Só mais adiante, diante da necessidade de dar credibilidade e legalidade a tais ações, esse sistema se viu obrigado a cortar na própria carne, processando e julgando corruptores e corruptos de alguns dos esquemas do grande capital. O que não impediu o sistema parlamentar de perpetrar o golpe do impeachment contra Dilma. Isto evidenciou que o objetivo dessas operações ia muito além do pretenso combate à corrupção. Isto é, destruir o PT (e Lula), marginalizar a esquerda e impedir qualquer resistência séria contra a reimplantação do programa neoliberal radical de maior subordinação, dependência e desnacionalização do Brasil.
Para enfrentar tais planos, será preciso reconhecer que o núcleo da estratégia seguida pelo PT a partir da disputa presidencial de 1994 foi errado.
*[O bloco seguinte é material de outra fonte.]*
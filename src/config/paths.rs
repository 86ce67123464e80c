//! Path management for TripBuddy
//!
//! ## Path Resolution Order
//!
//! 1. `TRIPBUDDY_DATA_DIR` environment variable (if set)
//! 2. Unix (Linux/macOS): `$XDG_CONFIG_HOME/tripbuddy` or `~/.config/tripbuddy`
//! 3. Windows: `%APPDATA%\tripbuddy`

use std::path::{Path, PathBuf};

use crate::error::TripError;

/// Environment variable overriding the base directory
pub const DATA_DIR_ENV: &str = "TRIPBUDDY_DATA_DIR";

const APP_DIR: &str = "tripbuddy";

/// Locations of the settings file and the saved trip
#[derive(Debug, Clone)]
pub struct TripPaths {
    base_dir: PathBuf,
}

impl TripPaths {
    /// Resolve the base directory from the environment
    ///
    /// # Errors
    ///
    /// Returns a `Config` error if no home directory can be determined.
    pub fn new() -> Result<Self, TripError> {
        let base_dir = match std::env::var(DATA_DIR_ENV) {
            Ok(custom) if !custom.trim().is_empty() => PathBuf::from(custom),
            _ => resolve_default_path()?,
        };

        Ok(Self { base_dir })
    }

    /// Use an explicit base directory (`--data-dir`, tests)
    pub fn with_base_dir(base_dir: impl Into<PathBuf>) -> Self {
        Self {
            base_dir: base_dir.into(),
        }
    }

    pub fn base_dir(&self) -> &Path {
        &self.base_dir
    }

    /// `config.json`
    pub fn settings_file(&self) -> PathBuf {
        self.base_dir.join("config.json")
    }

    /// `tripbuddy.json`, the saved trip snapshot
    pub fn data_file(&self) -> PathBuf {
        self.base_dir.join("tripbuddy.json")
    }

    pub fn ensure_directories(&self) -> Result<(), TripError> {
        std::fs::create_dir_all(&self.base_dir).map_err(|e| {
            TripError::Io(format!(
                "Failed to create directory {}: {}",
                self.base_dir.display(),
                e
            ))
        })
    }
}

#[cfg(not(windows))]
fn resolve_default_path() -> Result<PathBuf, TripError> {
    let config_base = match std::env::var("XDG_CONFIG_HOME") {
        Ok(xdg) if !xdg.is_empty() => PathBuf::from(xdg),
        _ => {
            let home = std::env::var("HOME").map_err(|_| {
                TripError::Config("Could not determine HOME directory".into())
            })?;
            PathBuf::from(home).join(".config")
        }
    };
    Ok(config_base.join(APP_DIR))
}

#[cfg(windows)]
fn resolve_default_path() -> Result<PathBuf, TripError> {
    let appdata = std::env::var("APPDATA")
        .map_err(|_| TripError::Config("Could not determine APPDATA directory".into()))?;
    Ok(PathBuf::from(appdata).join(APP_DIR))
}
Até então o PT não só lutara para dar fim à ditadura, como se insurgira contra o pacto de classes da Constituição de 1988. Sua recusa em assinar essa Carta se baseou no fato de que tal pacto de classes só formalmente reconhecia os direitos democráticos. Não acertara as contas com a ditadura militar e com os torturadores, não rompera com a subordinação e a dependência em relação ao grande capital internacional, e não democratizara (mesmo em termos concorrenciais capitalistas) os setores monopolizados (a exemplo das comunicações, da agricultura e de vários ramos industriais).
Apesar disso, muitos dirigentes do PT continuaram supondo que o grande capital não considerava Lula e o PT inimigos, mas aliados. Para piorar, deduziram que esse capital e a maior parte de seus representantes políticos, incluindo os incrustados no aparato estatal, como promotores e juízes, não tinham interesse em barrar a experiência de governo democrático e popular.
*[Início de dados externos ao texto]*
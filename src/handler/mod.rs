//! Command handler
//!
//! Turns typed arguments into calls on the [`ExpenseManager`] and renders the
//! outcome as a message for the user. The handler keeps no state of its own;
//! it borrows the manager for as long as it lives.

pub mod dispatch;

pub use dispatch::{dispatch, HandlerFn, DISPATCH_TABLE};

use chrono::NaiveDateTime;

use crate::display::{
    format_category_list, format_currency_table, format_expense, format_expense_lines,
};
use crate::error::{TripError, TripResult};
use crate::models::{parse_timestamp, Money, TIMESTAMP_FORMAT};
use crate::services::ExpenseManager;

const TUTORIAL: &str = "\
Welcome to the tutorial of TripBuddy!

Format guidelines:
- Square brackets [] indicate optional parts.
- AMOUNT must be a positive number no larger than 100000.
- TIME must look like 2025-04-05 12:00:00.

Budget:
  set-budget -a AMOUNT            Set your total trip budget (default 1000).
  adjust-budget -a AMOUNT         Change the budget and see what is left.
  view-budget                     Show budget, spending and what remains.

Expenses:
  add-expense -n NAME -a AMOUNT [-c CATEGORY]
  delete-expense -n NAME
  edit-amount -n NAME -a AMOUNT
  set-time -n NAME -t TIME
  list-expense [-c CATEGORY]
  max-expense / min-expense
  filter-date -s TIME -e TIME
  search -k WORD
  clear                           Remove all expenses and categories.

Categories:
  create-category -c CATEGORY
  delete-category -c CATEGORY
  set-category -n NAME -c CATEGORY
  clear-category -n NAME
  view-categories

Currency:
  view-currency
  set-base-currency -c CODE

Type `bye` to save and leave.";

/// Handles commands and returns message strings
pub struct CommandHandler<'a> {
    manager: &'a mut ExpenseManager,
}

impl<'a> CommandHandler<'a> {
    /// Create a handler working on the given manager
    pub fn new(manager: &'a mut ExpenseManager) -> Self {
        Self { manager }
    }

    /// Read-only access to the underlying manager
    pub fn manager(&self) -> &ExpenseManager {
        &*self.manager
    }

    /// Amount converted to the base currency, e.g. "7.50 USD"
    fn fmt(&self, amount: Money) -> String {
        self.manager.base_currency().format(amount)
    }

    fn remaining_line(&self) -> String {
        format!(
            "Your remaining budget is {}.",
            self.fmt(self.manager.remaining_budget())
        )
    }

    pub fn handle_tutorial(&self) -> String {
        TUTORIAL.to_string()
    }

    // === Budget ===

    pub fn handle_set_budget(&mut self, budget: Money) -> TripResult<String> {
        self.manager.set_budget(budget)?;
        Ok(format!("Your budget has been set to {}.", self.fmt(budget)))
    }

    pub fn handle_adjust_budget(&mut self, budget: Money) -> TripResult<String> {
        self.manager.set_budget(budget)?;
        Ok(format!(
            "Your budget has been updated to {}.\nYou have {} remaining to spend!",
            self.fmt(budget),
            self.fmt(self.manager.remaining_budget())
        ))
    }

    pub fn handle_view_budget(&self) -> String {
        let remaining = self.manager.remaining_budget();
        let last_line = if remaining.is_negative() {
            format!("You have exceeded your budget by {}.", self.fmt(remaining.abs()))
        } else {
            format!(
                "This leaves you with a remaining budget of {}.",
                self.fmt(remaining)
            )
        };
        format!(
            "The original budget you set was {}.\nSo far, you have spent {}.\n{}",
            self.fmt(self.manager.budget()),
            self.fmt(self.manager.total_expense()),
            last_line
        )
    }

    // === Categories ===

    pub fn handle_create_category(&mut self, category: &str) -> TripResult<String> {
        self.manager.create_category(category)?;
        Ok(format!("Successfully created category: {}.", category))
    }

    pub fn handle_delete_category(&mut self, category: &str) -> TripResult<String> {
        self.manager.delete_category(category)?;
        Ok(format!("Successfully deleted category: {}.", category))
    }

    pub fn handle_set_category(&mut self, name: &str, category: &str) -> TripResult<String> {
        self.manager.set_expense_category(name, category)?;
        Ok(format!("Successfully set category for {} to {}.", name, category))
    }

    pub fn handle_clear_category(&mut self, name: &str) -> TripResult<String> {
        self.manager.clear_category(name)?;
        Ok(format!("Successfully cleared category for {}.", name))
    }

    pub fn handle_view_categories(&self) -> String {
        format_category_list(self.manager.categories())
    }

    // === Expenses ===

    pub fn handle_add_expense(
        &mut self,
        name: &str,
        amount: Money,
        category: Option<&str>,
    ) -> TripResult<String> {
        self.manager.add_expense(name, amount, category)?;
        let added = match category {
            Some(category) => format!(
                "Expense {} added successfully to category {}.",
                name, category
            ),
            None => format!("Expense {} added successfully.", name),
        };
        Ok(format!("{}\n{}", added, self.remaining_line()))
    }

    pub fn handle_delete_expense(&mut self, name: &str) -> TripResult<String> {
        self.manager.delete_expense(name)?;
        Ok(format!(
            "Expense {} deleted successfully.\n{}",
            name,
            self.remaining_line()
        ))
    }

    pub fn handle_edit_amount(&mut self, name: &str, amount: Money) -> TripResult<String> {
        self.manager.edit_expense_amount(name, amount)?;
        Ok(format!(
            "Successfully updated amount for {} to {}.\n{}",
            name,
            self.fmt(amount),
            self.remaining_line()
        ))
    }

    /// Set an expense's time; the name is checked before the time is parsed
    pub fn handle_set_time(&mut self, name: &str, timestamp: &str) -> TripResult<String> {
        if self.manager.find_expense(name).is_none() {
            return Err(TripError::expense_not_found(name));
        }
        let timestamp = parse_timestamp(timestamp)?;
        self.manager.set_expense_time(name, timestamp)?;
        Ok(format!(
            "Successfully set time for {} to {}.",
            name,
            timestamp.format(TIMESTAMP_FORMAT)
        ))
    }

    pub fn handle_list_expense(&self, category: Option<&str>) -> TripResult<String> {
        let expenses = match category {
            Some(category) => self.manager.get_expenses_by_category(category)?,
            None => self.manager.expenses().iter().collect(),
        };
        if expenses.is_empty() {
            return Ok("There are no expenses.".to_string());
        }

        let total: Money = expenses.iter().map(|e| e.amount()).sum();
        let list = format_expense_lines(
            "Here is a list of your past expenses: ",
            &expenses,
            self.manager.base_currency(),
        );
        Ok(format!("{}\nTotal amount spent: {}.", list, self.fmt(total)))
    }

    pub fn handle_max_expense(&self) -> TripResult<String> {
        let expense = self.manager.get_max_expense()?;
        Ok(format!(
            "Maximum expense: {}",
            format_expense(expense, self.manager.base_currency())
        ))
    }

    pub fn handle_min_expense(&self) -> TripResult<String> {
        let expense = self.manager.get_min_expense()?;
        Ok(format!(
            "Minimum expense: {}",
            format_expense(expense, self.manager.base_currency())
        ))
    }

    pub fn handle_filter_date(&self, start: &str, end: &str) -> TripResult<String> {
        let start = parse_timestamp(start)?;
        let end = parse_timestamp(end)?;
        if start > end {
            return Err(TripError::invalid_argument(
                format!("{} > {}", fmt_ts(start), fmt_ts(end)),
                "Start time should not be after end time.",
            ));
        }

        let expenses = self.manager.get_expenses_by_date_range(start, end);
        if expenses.is_empty() {
            return Ok(format!(
                "There are no expenses between {} and {}.",
                fmt_ts(start),
                fmt_ts(end)
            ));
        }
        Ok(format_expense_lines(
            &format!("Here are the expenses between {} and {}:", fmt_ts(start), fmt_ts(end)),
            &expenses,
            self.manager.base_currency(),
        ))
    }

    pub fn handle_search(&self, word: &str) -> String {
        let expenses = self.manager.get_expenses_by_searchword(word);
        if expenses.is_empty() {
            return format!(
                "There are no expenses that matched your search word: {}.",
                word
            );
        }
        format_expense_lines(
            &format!("Expenses that matched your search word '{}':", word),
            &expenses,
            self.manager.base_currency(),
        )
    }

    pub fn handle_clear_all(&mut self) -> String {
        self.manager.clear_expenses_and_categories();
        "All expenses and categories have been cleared.".to_string()
    }

    // === Currency ===

    pub fn handle_view_currency(&self) -> String {
        format_currency_table(self.manager.base_currency())
    }

    pub fn handle_set_base_currency(&mut self, code: &str) -> TripResult<String> {
        let currency = self.manager.set_base_currency(code)?;
        Ok(format!("Your base currency has been set to {}.", currency))
    }
}

fn fmt_ts(ts: NaiveDateTime) -> String {
    ts.format(TIMESTAMP_FORMAT).to_string()
}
A partir daí, a visão sobre uma hipotética aliança com o grande capital funcionou como uma cascata interna. Sem sequer explicitar que estava rompendo com suas posições anteriores frente ao pacto imposto pela grande burguesia e aceito pelo estamento militar, a direção do PT modificou sua estratégia, adaptando-a ao pacto de classes da Constituição de 1988. Enrolou a bandeira de luta pelo socialismo e aceitou alianças de todo tipo com o lado de lá, em particular na disputa presidencial de 2002.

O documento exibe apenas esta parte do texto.